Tosato presented some slides of what appeared to be typical olive oil sections in grocery stores. “I’m coming from other categories. This is really bad,” he said to the group representing companies who filled those shelves.
“There’s something we have been doing wrong in this category for many, many years, sorry to say,” said Tosato, who ran a bottled water business, Acqua Minerale San Benedetto, and was presumably used to better-looking displays.
And while the olive oil sector has been banking on U.S. consumers to catch on to the product and reverse the bleak trends in traditional markets, Tosato implied it was little more than a mirage, for now.
“So far we have very little consumption per capita, but the private label is growing. This is driving the profitability of the category down. So [the U.S.] is following the same path as Spain and Italy. Is that good? I don’t think so.”
After condemning private labeling to a room full of private labelers, Tosato wasn’t through. Next on his list was the lack of a unified global standard for the category.
“Even though we are dealing with a unique product, fantastic product, in my opinion, we are confusing the consumers. We are just confusing them. There is no formal standard — it’s a mess,” he said.
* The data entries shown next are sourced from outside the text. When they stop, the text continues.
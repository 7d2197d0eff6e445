//! Unsigned programmable call model
//!
//! A [`ProgrammableCall`] is an ordered list of inputs plus an ordered list
//! of commands that reference those inputs (or the results of earlier
//! commands) through [`Argument`]. It carries no sender, gas budget or
//! signature: the wallet boundary fills those in when it signs.

use serde::{Deserialize, Serialize};

/// Reference to a value available inside the call
#[derive(Debug, Clone, Copy, PartialEq, Eq, Hash, Serialize, Deserialize)]
pub enum Argument {
    /// The coin paying for gas
    GasCoin,
    /// Input at the given index
    Input(u16),
    /// Whole result of the command at the given index
    Result(u16),
    /// One value of a command that returns several
    NestedResult(u16, u16),
}

/// Pure (non-object) argument value
#[derive(Debug, Clone, PartialEq, Eq, Serialize, Deserialize)]
#[serde(tag = "type", content = "value", rename_all = "camelCase")]
pub enum PureValue {
    String(String),
    StringVector(Vec<String>),
    U64(u64),
}

/// Call input
#[derive(Debug, Clone, PartialEq, Eq, Serialize, Deserialize)]
#[serde(tag = "kind", rename_all = "camelCase")]
pub enum CallInput {
    Pure {
        value: PureValue,
    },
    #[serde(rename_all = "camelCase")]
    Object {
        object_id: String,
        mutable: bool,
    },
}

/// Move function invocation
#[derive(Debug, Clone, PartialEq, Eq, Serialize, Deserialize)]
#[serde(rename_all = "camelCase")]
pub struct MoveCall {
    pub package: String,
    pub module: String,
    pub function: String,
    pub type_arguments: Vec<String>,
    pub arguments: Vec<Argument>,
}

impl MoveCall {
    /// `package::module::function`
    pub fn target(&self) -> String {
        format!("{}::{}::{}", self.package, self.module, self.function)
    }
}

/// One step of the call
#[derive(Debug, Clone, PartialEq, Eq, Serialize, Deserialize)]
pub enum Command {
    /// Carve new coins of the given amounts out of `coin`
    SplitCoins { coin: Argument, amounts: Vec<Argument> },
    MoveCall(MoveCall),
}

/// Unsigned call ready to hand to the wallet boundary
#[derive(Debug, Clone, Default, PartialEq, Eq, Serialize, Deserialize)]
pub struct ProgrammableCall {
    pub inputs: Vec<CallInput>,
    pub commands: Vec<Command>,
}

impl ProgrammableCall {
    pub fn new() -> Self {
        Self::default()
    }

    fn push_input(&mut self, input: CallInput) -> Argument {
        self.inputs.push(input);
        Argument::Input((self.inputs.len() - 1) as u16)
    }

    fn push_command(&mut self, command: Command) -> u16 {
        self.commands.push(command);
        (self.commands.len() - 1) as u16
    }

    pub fn pure_string(&mut self, value: impl Into<String>) -> Argument {
        self.push_input(CallInput::Pure {
            value: PureValue::String(value.into()),
        })
    }

    pub fn pure_string_vector(&mut self, values: &[String]) -> Argument {
        self.push_input(CallInput::Pure {
            value: PureValue::StringVector(values.to_vec()),
        })
    }

    pub fn pure_u64(&mut self, value: u64) -> Argument {
        self.push_input(CallInput::Pure {
            value: PureValue::U64(value),
        })
    }

    /// Shared or owned object passed by mutable reference
    pub fn object_mut(&mut self, object_id: impl Into<String>) -> Argument {
        self.push_input(CallInput::Object {
            object_id: object_id.into(),
            mutable: true,
        })
    }

    /// Split `amounts` off `coin`; returns one argument per new coin
    pub fn split_coins(&mut self, coin: Argument, amounts: &[u64]) -> Vec<Argument> {
        let amount_args: Vec<Argument> = amounts.iter().map(|amount| self.pure_u64(*amount)).collect();
        let index = self.push_command(Command::SplitCoins {
            coin,
            amounts: amount_args,
        });
        (0..amounts.len())
            .map(|nested| Argument::NestedResult(index, nested as u16))
            .collect()
    }

    pub fn move_call(&mut self, call: MoveCall) -> Argument {
        Argument::Result(self.push_command(Command::MoveCall(call)))
    }

    /// Resolve an argument to its input, if it refers to one
    pub fn input(&self, argument: Argument) -> Option<&CallInput> {
        match argument {
            Argument::Input(index) => self.inputs.get(index as usize),
            _ => None,
        }
    }

    /// All Move calls in command order
    pub fn move_calls(&self) -> impl Iterator<Item = &MoveCall> {
        self.commands.iter().filter_map(|command| match command {
            Command::MoveCall(call) => Some(call),
            _ => None,
        })
    }
}

#[cfg(test)]
mod tests {
    use super::*;

    #[test]
    fn test_inputs_are_indexed_in_order() {
        let mut call = ProgrammableCall::new();
        assert_eq!(call.pure_string("a"), Argument::Input(0));
        assert_eq!(call.pure_u64(7), Argument::Input(1));
        assert_eq!(call.object_mut("0x1"), Argument::Input(2));

        assert_eq!(
            call.input(Argument::Input(1)),
            Some(&CallInput::Pure { value: PureValue::U64(7) })
        );
        assert_eq!(call.input(Argument::GasCoin), None);
    }

    #[test]
    fn test_split_coins_returns_nested_results() {
        let mut call = ProgrammableCall::new();
        let coins = call.split_coins(Argument::GasCoin, &[10, 20]);

        assert_eq!(coins, vec![Argument::NestedResult(0, 0), Argument::NestedResult(0, 1)]);
        assert_eq!(call.inputs.len(), 2);
        assert!(matches!(
            &call.commands[0],
            Command::SplitCoins { coin: Argument::GasCoin, amounts } if amounts.len() == 2
        ));
    }

    #[test]
    fn test_move_call_target() {
        let call = MoveCall {
            package: "0xabc".into(),
            module: "datapact".into(),
            function: "submit_label".into(),
            type_arguments: vec![],
            arguments: vec![],
        };
        assert_eq!(call.target(), "0xabc::datapact::submit_label");
    }

    #[test]
    fn test_json_shape() {
        let mut call = ProgrammableCall::new();
        let bounty = call.object_mut("0xb");
        call.move_call(MoveCall {
            package: "0xp".into(),
            module: "m".into(),
            function: "f".into(),
            type_arguments: vec!["0x2::sui::SUI".into()],
            arguments: vec![bounty],
        });

        let json = serde_json::to_value(&call).unwrap();
        assert_eq!(json["inputs"][0]["kind"], "object");
        assert_eq!(json["inputs"][0]["objectId"], "0xb");
        assert_eq!(json["commands"][0]["MoveCall"]["typeArguments"][0], "0x2::sui::SUI");
        assert_eq!(json["commands"][0]["MoveCall"]["arguments"][0]["Input"], 0);
    }
}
“The European Union has its own rules, International Olive Council has standards, but Australia has its own, and in the U.S. there is no standard — no common rules, nothing. And in this vacuum, the bad guys are winning. The bad guys are transforming this industry into a commodity. Because we don’t talk to each other. We don’t trust each other,” he said.
“Olive oil is a broken business model. We need to change it.”
He laid out his company’s roadmap that included offering incentives to farmers for producing better fruit and harvesting earlier. “We need to support sustainable production, not only super-intensive. Traditional production is giving jobs to local communities, which is fine.”
Tosato called for an agreement on one set of global standards, whatever they may be, and he defended the role of organoleptic assessment for certifying quality. “This is the best way to defend olive oil for the future.”
Finally, he said, “We need to fight like hell against the bad practices. This is a bad industry.”
After his speech, he presented a short video in which the CEO sat in an olive field and said, “We have been facing attacks and a lot of fake news on the internet. We are denying all these allegations and what we want to do is come up in front of consumers and show them exactly what we are doing.”